Comprendre comment certaines plantes fabriquent des molécules pharmaceutiques, afin d’implanter ensuite la « recette » dans des microalgues pour une production de médicaments à grande échelle. Voilà le défi auquel s’attaquera la nouvelle Chaire de recherche du Canada sur le métabolisme spécialisé végétal, récemment octroyée à l’Université du Québec à Trois-Rivières (UQTR).
« Près de 60 % des médicaments actuellement utilisés dans le monde sont d’origine végétale. Pourtant, il reste encore beaucoup à faire pour découvrir de quelle façon les plantes médicinales synthétisent des molécules pharmaceutiques. Pour notre part, nous concentrons nos recherches sur les Amaryllidacées, une famille de plantes comprenant notamment les narcisses et les jonquilles », explique la professeure Isabel Desgagné-Penix, titulaire de la Chaire et experte mondiale du métabolisme des plantes.
Les différentes espèces d’Amaryllidacées produisent des alcaloïdes, une classe de molécules souvent utilisées comme médicaments anticholinergiques, analgésiques, anticancéreux ou autres. L’équipe de la Chaire travaillera à comprendre quels sont les acteurs (gènes, enzymes, etc.) et les mécanismes intervenant dans la fabrication de ces alcaloïdes. Les chercheurs s’intéresseront entre autres à la galanthamine, un alcaloïde servant notamment à traiter les symptômes de la maladie d’Alzheimer.
Bio-usine et développement durable
« Une fois que nous aurons trouvé le mode de fabrication d’un alcaloïde, nous l’implanterons dans des microalgues pour qu’elles puissent produire elles-mêmes cette molécule. Contrairement aux plantes, qui ne fabriquent que de très petites quantités d’alcaloïdes, les microalgues sont des bio-usines performantes. Leur biomasse double toutes les 48 heures », précise la professeure Desgagné-Penix.
Outre qu’elles sont des hôtes intéressants pour reproduire la synthèse d’une molécule d’origine végétale, les microalgues contribuent aussi à la réduction des gaz à effet de serre par la photosynthèse. De plus, une fois les alcaloïdes extraits de la biomasse algale, cette dernière peut servir à la production, entre autres, de biocarburants ou d’aliments.
« Le programme de recherche de la professeure Desgagné-Penix est novateur et unique au Canada. Il rendra possible la mise au point de médicaments moins coûteux et d’autres produits d’intérêt, à partir de ressources renouvelables. Il permettra aussi à notre université de se positionner comme chef de file en biologie synthétique, tout en préparant la prochaine génération de professionnels en biochimie des plantes. Félicitations à Isabel Desgagné-Penix pour l’obtention de cette nouvelle chaire, venant souligner le très haut calibre de ses réalisations », de commenter Daniel McMahon, recteur de l’UQTR.

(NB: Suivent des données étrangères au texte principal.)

//! Rule evaluation.

use std::borrow::Cow;
use std::fmt;
use std::str::FromStr;

use regex::Regex;

use crate::crypto::strip_hex_prefix;

/// The category a rule belongs to. Categories are evaluated in declaration order.
#[derive(Debug, Clone, Copy, PartialEq, Eq, Hash, PartialOrd, Ord)]
pub enum RuleKind {
    Symmetric,
    Specific,
    Edges,
    Regexp,
}

impl RuleKind {
    pub const ALL: [RuleKind; 4] = [
        RuleKind::Symmetric,
        RuleKind::Specific,
        RuleKind::Edges,
        RuleKind::Regexp,
    ];

    /// Name used for record files and log fields.
    pub fn as_str(self) -> &'static str {
        match self {
            RuleKind::Symmetric => "symmetric",
            RuleKind::Specific => "specific",
            RuleKind::Edges => "edges",
            RuleKind::Regexp => "regexp",
        }
    }
}

impl fmt::Display for RuleKind {
    fn fmt(&self, f: &mut fmt::Formatter<'_>) -> fmt::Result {
        f.write_str(self.as_str())
    }
}

/// Which end of the address an edge rule inspects.
#[derive(Debug, Clone, Copy, PartialEq, Eq, Default)]
pub enum EdgeSide {
    #[default]
    Any,
    Prefix,
    Suffix,
}

impl FromStr for EdgeSide {
    type Err = String;

    fn from_str(s: &str) -> Result<Self, Self::Err> {
        match s {
            "any" => Ok(EdgeSide::Any),
            "prefix" => Ok(EdgeSide::Prefix),
            "suffix" => Ok(EdgeSide::Suffix),
            _ => Err(format!("Unknown edge side: {}", s)),
        }
    }
}

impl fmt::Display for EdgeSide {
    fn fmt(&self, f: &mut fmt::Formatter<'_>) -> fmt::Result {
        match self {
            EdgeSide::Any => write!(f, "any"),
            EdgeSide::Prefix => write!(f, "prefix"),
            EdgeSide::Suffix => write!(f, "suffix"),
        }
    }
}

/// Outcome of a successful evaluation.
#[derive(Debug, Clone, Copy, PartialEq, Eq, Hash)]
pub struct MatchResult {
    /// Category of the matching rule
    pub kind: RuleKind,
    /// Position of the rule within its category
    pub index: usize,
    /// Copied from the matching rule
    pub is_final: bool,
}

/// Placeholder symbols allowed in symmetric templates.
pub const PLACEHOLDERS: [u8; 2] = [b'X', b'Y'];

/// Prefix/suffix templates made of placeholders that capture repeated characters.
#[derive(Debug, Clone)]
pub struct SymmetricRule {
    pub index: usize,
    pub prefix: String,
    pub suffix: String,
    pub is_final: bool,
}

impl SymmetricRule {
    fn matches(&self, address: &str) -> bool {
        let addr = address.as_bytes();
        let (pre, suf) = (self.prefix.as_bytes(), self.suffix.as_bytes());
        if addr.len() < pre.len() + suf.len() {
            return false;
        }

        let Some(head) = capture(pre, &addr[..pre.len()]) else {
            return false;
        };
        let Some(tail) = capture(suf, &addr[addr.len() - suf.len()..]) else {
            return false;
        };

        let shared = PLACEHOLDERS
            .iter()
            .any(|p| pre.contains(p) && suf.contains(p));
        !shared || head == tail
    }
}

/// Captures the single character every placeholder of `template` stands for
/// within `part`.
///
/// Returns `None` if the template holds a non-placeholder character or two
/// placeholder positions see different characters.
#[inline]
fn capture(template: &[u8], part: &[u8]) -> Option<Option<u8>> {
    let mut symbol = None;
    for (&t, &c) in template.iter().zip(part) {
        if !PLACEHOLDERS.contains(&t) {
            return None;
        }
        match symbol {
            None => symbol = Some(c),
            Some(bound) if bound == c => {}
            Some(_) => return None,
        }
    }
    Some(symbol)
}

/// Literal prefix and suffix.
#[derive(Debug, Clone)]
pub struct SpecificRule {
    pub index: usize,
    pub prefix: String,
    pub suffix: String,
    pub is_final: bool,
}

impl SpecificRule {
    #[inline]
    fn matches(&self, address: &str) -> bool {
        address.starts_with(&self.prefix) && address.ends_with(&self.suffix)
    }

    /// Expected attempts before a hit, for an alphabet of `alphabet` symbols.
    pub fn estimated_difficulty(&self, alphabet: usize) -> u64 {
        let len = (self.prefix.len() + self.suffix.len()) as u32;
        (alphabet.max(1) as u64).saturating_pow(len)
    }
}

/// A run of one repeated character at an edge of the address.
#[derive(Debug, Clone)]
pub struct EdgeRule {
    pub min_count: usize,
    pub side: EdgeSide,
    pub is_final: bool,
}

impl EdgeRule {
    fn matches(&self, address: &str) -> bool {
        let check_prefix = matches!(self.side, EdgeSide::Prefix | EdgeSide::Any);
        let check_suffix = matches!(self.side, EdgeSide::Suffix | EdgeSide::Any);

        (check_prefix && leading_run(address.bytes()) >= self.min_count)
            || (check_suffix && leading_run(address.bytes().rev()) >= self.min_count)
    }
}

/// Length of the run of the first byte yielded by `bytes`.
fn leading_run(mut bytes: impl Iterator<Item = u8>) -> usize {
    match bytes.next() {
        Some(first) => 1 + bytes.take_while(|&b| b == first).count(),
        None => 0,
    }
}

/// A regular expression over the address body.
#[derive(Debug, Clone)]
pub struct RegexpRule {
    pub index: usize,
    pub pattern: String,
    /// `None` when the pattern failed to compile; such rules never match.
    pub compiled: Option<Regex>,
    pub is_final: bool,
}

impl RegexpRule {
    #[inline]
    fn matches(&self, address: &str) -> bool {
        self.compiled.as_ref().is_some_and(|re| re.is_match(address))
    }
}

/// One configured rule.
#[derive(Debug, Clone)]
pub enum Rule {
    Symmetric(SymmetricRule),
    Specific(SpecificRule),
    Edge(EdgeRule),
    Regexp(RegexpRule),
}

impl Rule {
    pub fn kind(&self) -> RuleKind {
        match self {
            Rule::Symmetric(_) => RuleKind::Symmetric,
            Rule::Specific(_) => RuleKind::Specific,
            Rule::Edge(_) => RuleKind::Edges,
            Rule::Regexp(_) => RuleKind::Regexp,
        }
    }

    /// Position within the rule's category. The edge rule is always 0.
    pub fn index(&self) -> usize {
        match self {
            Rule::Symmetric(r) => r.index,
            Rule::Specific(r) => r.index,
            Rule::Edge(_) => 0,
            Rule::Regexp(r) => r.index,
        }
    }

    pub fn is_final(&self) -> bool {
        match self {
            Rule::Symmetric(r) => r.is_final,
            Rule::Specific(r) => r.is_final,
            Rule::Edge(r) => r.is_final,
            Rule::Regexp(r) => r.is_final,
        }
    }

    /// Tests an already normalized address body.
    #[inline]
    pub fn matches(&self, address: &str) -> bool {
        match self {
            Rule::Symmetric(r) => r.matches(address),
            Rule::Specific(r) => r.matches(address),
            Rule::Edge(r) => r.matches(address),
            Rule::Regexp(r) => r.matches(address),
        }
    }

    fn result(&self) -> MatchResult {
        MatchResult {
            kind: self.kind(),
            index: self.index(),
            is_final: self.is_final(),
        }
    }
}

/// An immutable, validated set of rules.
///
/// Rules are stored in evaluation order (symmetric, specific, edges,
/// regexp; each category in listed order) so the first hit wins.
#[derive(Debug, Clone)]
pub struct RuleSet {
    case_sensitive: bool,
    symbols: String,
    rules: Vec<Rule>,
}

impl RuleSet {
    /// Assembles a rule set. Rules are sorted into evaluation order;
    /// literals must already be normalized for `case_sensitive`.
    pub(crate) fn from_parts(case_sensitive: bool, symbols: String, mut rules: Vec<Rule>) -> Self {
        rules.sort_by_key(|rule| (rule.kind(), rule.index()));
        Self {
            case_sensitive,
            symbols,
            rules,
        }
    }

    /// Evaluates `address` against every rule, returning the first match.
    ///
    /// A leading `0x` is ignored. Without case sensitivity the address is
    /// lower-cased first.
    pub fn evaluate(&self, address: &str) -> Option<MatchResult> {
        let body = strip_hex_prefix(address);
        let check: Cow<'_, str> = if self.case_sensitive {
            Cow::Borrowed(body)
        } else {
            Cow::Owned(body.to_lowercase())
        };

        self.rules
            .iter()
            .find(|rule| rule.matches(&check))
            .map(Rule::result)
    }

    pub fn case_sensitive(&self) -> bool {
        self.case_sensitive
    }

    /// The address alphabet declared by the configuration.
    pub fn symbols(&self) -> &str {
        &self.symbols
    }

    pub fn rules(&self) -> &[Rule] {
        &self.rules
    }

    /// Number of rules in a category.
    pub fn count(&self, kind: RuleKind) -> usize {
        self.rules.iter().filter(|rule| rule.kind() == kind).count()
    }

    pub fn is_empty(&self) -> bool {
        self.rules.is_empty()
    }

    /// Whether any rule ends the run when matched.
    pub fn has_final(&self) -> bool {
        self.rules.iter().any(Rule::is_final)
    }

    /// Size of the alphabet used for difficulty estimates.
    pub fn alphabet_size(&self) -> usize {
        let mut symbols: Vec<char> = if self.case_sensitive {
            self.symbols.chars().collect()
        } else {
            self.symbols.to_lowercase().chars().collect()
        };
        symbols.sort_unstable();
        symbols.dedup();
        symbols.len()
    }
}

#[cfg(test)]
mod tests {
    use super::*;

    fn set(case_sensitive: bool, rules: Vec<Rule>) -> RuleSet {
        RuleSet::from_parts(case_sensitive, "0123456789abcdef".into(), rules)
    }

    fn symmetric(index: usize, prefix: &str, suffix: &str) -> Rule {
        Rule::Symmetric(SymmetricRule {
            index,
            prefix: prefix.into(),
            suffix: suffix.into(),
            is_final: false,
        })
    }

    fn edge(min_count: usize, side: EdgeSide) -> Rule {
        Rule::Edge(EdgeRule {
            min_count,
            side,
            is_final: false,
        })
    }

    fn regexp(index: usize, pattern: &str, is_final: bool) -> Rule {
        Rule::Regexp(RegexpRule {
            index,
            pattern: pattern.into(),
            compiled: Regex::new(pattern).ok(),
            is_final,
        })
    }

    #[test]
    fn test_symmetric_match() {
        let rules = set(false, vec![symmetric(0, "XX", "XX")]);
        let hit = rules.evaluate("aaaa1234aaaa").unwrap();
        assert_eq!(hit.kind, RuleKind::Symmetric);
        assert_eq!(hit.index, 0);
    }

    #[test]
    fn test_symmetric_conflicts() {
        let rules = set(false, vec![symmetric(0, "XX", "XX")]);
        assert!(rules.evaluate("aabb1234ccdd").is_none());
        // same char within a side, different across sides
        assert!(rules.evaluate("aa00000000bb").is_none());
        // conflict within a side
        assert!(rules.evaluate("ab00000000bb").is_none());
    }

    #[test]
    fn test_symmetric_two_symbols() {
        let rules = set(false, vec![symmetric(0, "XXYY", "YYXX")]);
        // one character per side, X and Y alike
        assert!(rules.evaluate("0x1111abcdef1111").is_some());
        assert!(rules.evaluate("0x1122abcdef2211").is_none());
        assert!(rules.evaluate("0x1122abcdef1122").is_none());
        assert!(rules.evaluate("0x1111abcdef2222").is_none());
    }

    #[test]
    fn test_symmetric_disjoint_symbols() {
        let rules = set(false, vec![symmetric(0, "XXX", "YYY")]);
        assert!(rules.evaluate("777abcdef999").is_some());
    }

    #[test]
    fn test_symmetric_short_address() {
        let rules = set(false, vec![symmetric(0, "XXXX", "XXXX")]);
        assert!(rules.evaluate("aaaaaaa").is_none());
    }

    #[test]
    fn test_non_placeholder_fails() {
        let rules = set(false, vec![symmetric(0, "XZ", "XX")]);
        assert!(rules.evaluate("aaaa1234aaaa").is_none());
    }

    #[test]
    fn test_specific_case_handling() {
        let spec = |prefix: &str| {
            Rule::Specific(SpecificRule {
                index: 0,
                prefix: prefix.into(),
                suffix: String::new(),
                is_final: false,
            })
        };
        let insensitive = set(false, vec![spec("dead")]);
        assert!(insensitive.evaluate("0xDeAd0000").is_some());

        let sensitive = set(true, vec![spec("DeAd")]);
        assert!(sensitive.evaluate("0xDeAd0000").is_some());
        assert!(sensitive.evaluate("0xdead0000").is_none());
    }

    #[test]
    fn test_edge_prefix() {
        let rules = set(false, vec![edge(4, EdgeSide::Prefix)]);
        assert!(rules.evaluate("aaaaBBBB1234").is_some());
        assert!(rules.evaluate("aaabBBBB1234").is_none());
    }

    #[test]
    fn test_edge_sides() {
        let suffix = set(false, vec![edge(3, EdgeSide::Suffix)]);
        assert!(suffix.evaluate("1234fff").is_some());
        assert!(suffix.evaluate("fff1234").is_none());

        let any = set(false, vec![edge(3, EdgeSide::Any)]);
        assert!(any.evaluate("1234fff").is_some());
        assert!(any.evaluate("fff1234").is_some());
        assert!(any.evaluate("f1234ff").is_none());
    }

    #[test]
    fn test_edge_run_ignores_0x() {
        let rules = set(false, vec![edge(2, EdgeSide::Prefix)]);
        assert!(rules.evaluate("0x00ab").is_some());
    }

    #[test]
    fn test_precedence() {
        let rules = set(
            false,
            vec![regexp(0, "^aa", false), symmetric(0, "XX", "XX")],
        );
        let hit = rules.evaluate("aa5555aa").unwrap();
        assert_eq!(hit.kind, RuleKind::Symmetric);
    }

    #[test]
    fn test_regexp_first_listed_wins() {
        let rules = set(
            false,
            vec![regexp(1, "beef$", true), regexp(0, "^dead", false)],
        );
        let hit = rules.evaluate("dead0000beef").unwrap();
        assert_eq!(hit.index, 0);
        assert!(!hit.is_final);
    }

    #[test]
    fn test_invalid_regexp_skipped() {
        let rules = set(false, vec![regexp(0, "([", false), regexp(1, "cafe", true)]);
        let hit = rules.evaluate("00cafe00").unwrap();
        assert_eq!(hit.index, 1);
        assert!(hit.is_final);
    }

    #[test]
    fn test_evaluation_is_deterministic() {
        let rules = set(false, vec![symmetric(0, "XY", "YX"), edge(3, EdgeSide::Any)]);
        for addr in ["12aaa21", "aaa000", "0x5aAeb6053F3E94C9b9A09f33669435E7Ef1BeAed"] {
            let first = rules.evaluate(addr);
            for _ in 0..10 {
                assert_eq!(rules.evaluate(addr), first);
            }
        }
    }

    #[test]
    fn test_difficulty() {
        let rule = SpecificRule {
            index: 0,
            prefix: "dead".into(),
            suffix: String::new(),
            is_final: false,
        };
        assert_eq!(rule.estimated_difficulty(16), 65536);
    }
}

Des subventions totalisant près de 1 M$
Le financement de la nouvelle Chaire de recherche du Canada sur le métabolisme spécialisé végétal, assuré par le Conseil de recherches en sciences naturelles et en génie (CRSNG) du Canada, s’élèvera à 600 000 $ (répartis sur 5 ans). Un montant de 375 001 $, en provenance de la Fondation canadienne pour l’innovation (40 %), du gouvernement du Québec (40 %) et de partenaires de l’industrie (20 %), a aussi été obtenu pour l’acquisition de divers équipements de recherche.
Chercheuse d’avant-garde
Depuis sa jeunesse, pendant laquelle elle passait ses étés à cueillir des petits fruits ainsi que des plantes médicinales et aromatiques en compagnie de sa mère et de sa grand-mère, Isabel Desgagné-Penix s’est toujours intéressée à la façon dont les plantes fabriquent des médicaments. Aujourd’hui titulaire d’un doctorat en biologie cellulaire et moléculaire de l’University of Texas – San Antonio, elle est devenue une pionnière mondiale dans le domaine de l’utilisation de technologies de pointe pour la recherche sur le métabolisme spécialisé des plantes.
Arrivée à l’UQTR en 2013, la professeure Desgagné-Penix œuvre à l’intérieur du Groupe de recherche en biologie végétale de l’établissement. Elle est aussi membre du Centre SÈVE, regroupant des chercheurs québécois en sciences du végétal. Elle a également développé plusieurs collaborations avec l’industrie ainsi qu’à l’international (Italie, Sénégal, Tunisie, Gabon, Iran). De plus, elle est fondatrice et directrice du Groupe Réseau Initiatives Autochtones de l’UQTR.
Fortement impliquée dans la promotion des femmes et des autochtones en sciences, Isabel Desgagné-Penix contribue, par ses travaux en biochimie végétale, à concevoir et construire de nouveaux systèmes biologiques à des fins utiles pour l’humanité.